Chianelli M, Boerman O C, Malviya G, Galli F, Oyen W J G, Signore A
Department of Diagnostics, Regina Apostolorum Hospital, Albano, Rome, Italy.
Curr Pharm Des. 2008;14(31):3316-25. doi: 10.2174/138161208786549416.

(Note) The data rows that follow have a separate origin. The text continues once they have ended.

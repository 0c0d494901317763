//! Transport primitives for the On-Behalf-Of token exchange.
//!
//! The module exposes [`TokenHttpClient`] alongside [`ResponseMetadata`] and
//! [`ResponseMetadataSlot`] so integrators can plug in their own HTTP stack without losing the
//! broker's diagnostics. Implementations call [`ResponseMetadataSlot::take`] before dispatching a
//! request and [`ResponseMetadataSlot::store`] once an HTTP status is known, so the exchanger can
//! attach consistent metadata to its log events and errors.

// std
use std::{ops::Deref, time::Duration as StdDuration};
// crates.io
use oauth2::{AsyncHttpClient, HttpClientError, HttpRequest, HttpResponse};
use reqwest::{
	RequestBuilder, StatusCode,
	header::{HeaderMap, RETRY_AFTER},
	redirect::Policy,
};
use serde::de::DeserializeOwned;
use time::format_description::well_known::Rfc2822;
// self
use crate::{
	_prelude::*,
	error::{ConfigError, TransportError, UpstreamEndpoint},
};

/// Identity provider host used when no authority override is configured.
pub const DEFAULT_AUTHORITY: &str = "https://login.microsoftonline.com";

/// Abstraction over HTTP transports capable of executing token exchanges while publishing
/// response metadata.
///
/// Implementations must be `Send + Sync + 'static` so one transport can be shared by every
/// request task, and the handles they return must own whatever state is required so their
/// request futures remain `Send` for the lifetime of the in-flight exchange. Exchanges run as
/// spawned tasks when the token cache coalesces them, so borrowed transports are not an option.
pub trait TokenHttpClient
where
	Self: 'static + Send + Sync,
{
	/// Concrete error emitted by the underlying transport.
	type TransportError: 'static + Send + Sync + StdError;

	/// [`AsyncHttpClient`] handle tied to a [`ResponseMetadataSlot`].
	type Handle: for<'c> AsyncHttpClient<
			'c,
			Error = HttpClientError<Self::TransportError>,
			Future: 'c + Send,
		>
		+ 'static
		+ Send
		+ Sync;

	/// Builds an [`AsyncHttpClient`] handle that records outcomes in `slot`.
	///
	/// # Metadata Contract
	///
	/// - Call [`ResponseMetadataSlot::take`] before submitting the HTTP request so stale
	///   information never leaks across calls.
	/// - Once an HTTP response provides a status, save it with [`ResponseMetadataSlot::store`].
	fn with_metadata(&self, slot: ResponseMetadataSlot) -> Self::Handle;
}

/// Captures metadata from the most recent HTTP response.
#[derive(Clone, Debug, Default)]
pub struct ResponseMetadata {
	/// HTTP status code returned upstream, if available.
	pub status: Option<u16>,
	/// Retry-After hint expressed as a relative duration.
	pub retry_after: Option<Duration>,
}

/// Thread-safe slot for sharing [`ResponseMetadata`] between transport and exchanger.
#[derive(Clone, Debug, Default)]
pub struct ResponseMetadataSlot(Arc<Mutex<Option<ResponseMetadata>>>);
impl ResponseMetadataSlot {
	/// Stores new metadata for the current request.
	pub fn store(&self, meta: ResponseMetadata) {
		*self.0.lock() = Some(meta);
	}

	/// Returns the captured metadata, if any, consuming it from the slot.
	pub fn take(&self) -> Option<ResponseMetadata> {
		self.0.lock().take()
	}
}

/// Thin wrapper around [`ReqwestClient`] so shared HTTP behavior lives in one place.
///
/// Token endpoints answer directly, so [`ReqwestHttpClient::new`] disables redirect following.
/// Any custom client passed to [`ReqwestHttpClient::with_client`] should do the same.
#[derive(Clone, Default)]
pub struct ReqwestHttpClient(pub ReqwestClient);
impl ReqwestHttpClient {
	const TIMEOUT: StdDuration = StdDuration::from_secs(30);

	/// Builds a client with redirects disabled and a request timeout.
	pub fn new() -> Result<Self> {
		let client = ReqwestClient::builder()
			.redirect(Policy::none())
			.timeout(Self::TIMEOUT)
			.user_agent(concat!("obo-broker/", env!("CARGO_PKG_VERSION")))
			.build()
			.map_err(ConfigError::from)?;

		Ok(Self(client))
	}

	/// Wraps an existing reqwest [`ReqwestClient`].
	pub fn with_client(client: ReqwestClient) -> Self {
		Self(client)
	}

	pub(crate) fn instrumented(&self, slot: ResponseMetadataSlot) -> InstrumentedHandle {
		InstrumentedHandle::new(self.0.clone(), slot)
	}
}
impl AsRef<ReqwestClient> for ReqwestHttpClient {
	fn as_ref(&self) -> &ReqwestClient {
		&self.0
	}
}
impl Deref for ReqwestHttpClient {
	type Target = ReqwestClient;

	fn deref(&self) -> &Self::Target {
		&self.0
	}
}
impl Debug for ReqwestHttpClient {
	fn fmt(&self, f: &mut Formatter) -> FmtResult {
		f.write_str("ReqwestHttpClient(..)")
	}
}
impl TokenHttpClient for ReqwestHttpClient {
	type Handle = InstrumentedHandle;
	type TransportError = ReqwestError;

	fn with_metadata(&self, slot: ResponseMetadataSlot) -> Self::Handle {
		self.instrumented(slot)
	}
}

struct InstrumentedHttpClient {
	client: ReqwestClient,
	slot: ResponseMetadataSlot,
}

/// Handle returned by [`ReqwestHttpClient`] that satisfies [`TokenHttpClient`].
#[derive(Clone)]
pub struct InstrumentedHandle(Arc<InstrumentedHttpClient>);
impl InstrumentedHandle {
	fn new(client: ReqwestClient, slot: ResponseMetadataSlot) -> Self {
		Self(Arc::new(InstrumentedHttpClient { client, slot }))
	}
}
impl<'c> AsyncHttpClient<'c> for InstrumentedHandle {
	type Error = HttpClientError<ReqwestError>;
	type Future =
		Pin<Box<dyn Future<Output = Result<HttpResponse, Self::Error>> + 'c + Send + Sync>>;

	fn call(&'c self, request: HttpRequest) -> Self::Future {
		let client = Arc::clone(&self.0);

		Box::pin(async move {
			client.slot.take();

			let response = client
				.client
				.execute(request.try_into().map_err(Box::new)?)
				.await
				.map_err(Box::new)?;
			let status = response.status();
			let headers = response.headers().to_owned();
			let retry_after = parse_retry_after(&headers);

			client.slot.store(ResponseMetadata { status: Some(status.as_u16()), retry_after });

			let mut response_new =
				HttpResponse::new(response.bytes().await.map_err(Box::new)?.to_vec());

			*response_new.status_mut() = status;
			*response_new.headers_mut() = headers;

			Ok(response_new)
		})
	}
}

/// Returns the authority without a trailing slash, falling back to [`DEFAULT_AUTHORITY`].
pub(crate) fn authority_root(authority: Option<&Url>) -> &str {
	authority.map_or(DEFAULT_AUTHORITY, Url::as_str).trim_end_matches('/')
}

/// Rejects any URL that does not use HTTPS.
pub(crate) fn enforce_https(name: &'static str, url: &Url) -> Result<(), ConfigError> {
	if url.scheme() == "https" {
		Ok(())
	} else {
		Err(ConfigError::InsecureEndpoint { name, url: url.to_string() })
	}
}

/// Parses `raw` as a URL, naming the setting or endpoint in the error.
pub(crate) fn parse_url(name: &'static str, raw: &str) -> Result<Url> {
	Url::parse(raw).map_err(|source| ConfigError::InvalidUrl { name, source }.into())
}

/// Sends a prepared request and buffers the body.
///
/// Network failures become [`TransportError`]s tagged with `endpoint`; the status is returned
/// unchanged so callers decide what counts as success.
pub(crate) async fn send(
	endpoint: UpstreamEndpoint,
	request: RequestBuilder,
) -> Result<(StatusCode, Vec<u8>)> {
	let response =
		request.send().await.map_err(|e| Error::from(TransportError::network(endpoint, e)))?;
	let status = response.status();
	let body = response.bytes().await.map_err(|e| TransportError::network(endpoint, e))?;

	Ok((status, body.to_vec()))
}

/// Decodes a JSON payload, reporting the failing path on error.
pub(crate) fn parse_json<T>(endpoint: UpstreamEndpoint, body: &[u8]) -> Result<T>
where
	T: DeserializeOwned,
{
	let mut deserializer = serde_json::Deserializer::from_slice(body);

	serde_path_to_error::deserialize(&mut deserializer).map_err(|e| {
		let path = e.path().to_string();

		Error::malformed(endpoint, format!("{} at `{path}`", e.into_inner()))
	})
}

/// Maps a failure raised by a [`TokenHttpClient`] handle onto a broker error tagged with
/// `endpoint`.
pub(crate) fn map_transport_error<E>(endpoint: UpstreamEndpoint, err: HttpClientError<E>) -> Error
where
	E: 'static + Send + Sync + StdError,
{
	match err {
		HttpClientError::Reqwest(inner) => TransportError::network(endpoint, *inner).into(),
		HttpClientError::Http(inner) => ConfigError::http_request(inner).into(),
		HttpClientError::Io(inner) => TransportError::Io { endpoint, source: Arc::new(inner) }.into(),
		HttpClientError::Other(message) =>
			TransportError::Io { endpoint, source: Arc::new(std::io::Error::other(message)) }.into(),
		_ => Error::internal(format!("unrecognized transport failure while calling {endpoint}")),
	}
}

fn parse_retry_after(headers: &HeaderMap) -> Option<Duration> {
	let value = headers.get(RETRY_AFTER)?;
	let raw = value.to_str().ok()?.trim();

	if let Ok(secs) = raw.parse::<u64>() {
		return Some(Duration::seconds(secs as i64));
	}
	if let Ok(moment) = OffsetDateTime::parse(raw, &Rfc2822) {
		let delta = moment - OffsetDateTime::now_utc();

		if delta.is_positive() {
			return Some(delta);
		}
	}

	None
}

#[cfg(test)]
mod tests {
	// crates.io
	use reqwest::header::HeaderValue;
	// self
	use super::*;

	#[test]
	fn retry_after_accepts_delta_seconds() {
		let mut headers = HeaderMap::new();

		headers.insert(RETRY_AFTER, HeaderValue::from_static("120"));

		assert_eq!(parse_retry_after(&headers), Some(Duration::seconds(120)));
	}

	#[test]
	fn retry_after_ignores_past_dates_and_garbage() {
		let mut headers = HeaderMap::new();

		headers.insert(RETRY_AFTER, HeaderValue::from_static("Wed, 21 Oct 2015 07:28:00 GMT"));

		assert_eq!(parse_retry_after(&headers), None);

		headers.insert(RETRY_AFTER, HeaderValue::from_static("soon"));

		assert_eq!(parse_retry_after(&headers), None);
	}

	#[test]
	fn authority_root_trims_trailing_slash() {
		let custom = Url::parse("http://127.0.0.1:8080/").expect("Fixture URL should parse.");

		assert_eq!(authority_root(None), DEFAULT_AUTHORITY);
		assert_eq!(authority_root(Some(&custom)), "http://127.0.0.1:8080");
	}

	#[test]
	fn parse_json_reports_the_failing_path() {
		#[derive(Debug, Deserialize)]
		struct Body {
			#[allow(dead_code)]
			expires_in: u64,
		}

		let err = parse_json::<Body>(UpstreamEndpoint::Token, br#"{"expires_in":"soon"}"#)
			.expect_err("Type mismatch should be reported.");

		assert!(err.to_string().contains("expires_in"), "{err}");
	}

	#[test]
	fn transport_errors_are_tagged_with_their_endpoint() {
		let err = map_transport_error::<std::io::Error>(
			UpstreamEndpoint::AmbientCredential,
			HttpClientError::Other("boom".into()),
		);

		assert!(matches!(
			err,
			Error::Transport(TransportError::Io {
				endpoint: UpstreamEndpoint::AmbientCredential,
				..
			})
		));
	}

	#[test]
	fn metadata_slot_take_consumes() {
		let slot = ResponseMetadataSlot::default();

		slot.store(ResponseMetadata { status: Some(400), retry_after: None });

		assert_eq!(slot.take().and_then(|meta| meta.status), Some(400));
		assert!(slot.take().is_none());
	}
}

The current gold standard for imaging infection is radiolabeled white blood cells. For reasons of safety, simplicity and cost, it would be desirable to have a receptor-specific ligand that could be used for imaging infection and that would allow a differential diagnosis between sterile and septic inflammatory processes. Ligands tested for this purpose include labeled peptides ((99m)Tc-labeled f-Met-Leu-Phe, (123)I-IL-1ra, (99m)Tc-IL-8, (99m)Tc-P483H, (99m)Tc-P1827DS, (99m)Tc-C5a-des-Arg, (99m)Tc-RP517, (11)In-DPC11870-11), human polyclonal antibodies, monoclonal antibodies, antibody fragments, antimicrobial agents (ciprofloxacin, sparfloxacin, ceftizoxime, isoniazid, ethambutol, fluconazole, all labeled with (99m)Tc), antimicrobial peptides and bacteriophages. Radiolabeled antibodies represent a valid alternative to labeled white blood cells under specific conditions and indications. Radiolabeled antibiotics and antimicrobial peptides are promising candidates for an infection-specific radiopharmaceutical. However, at present we still need to investigate many basic aspects to better understand the mechanisms of binding and accumulation of this class of radiopharmaceuticals to bacteria.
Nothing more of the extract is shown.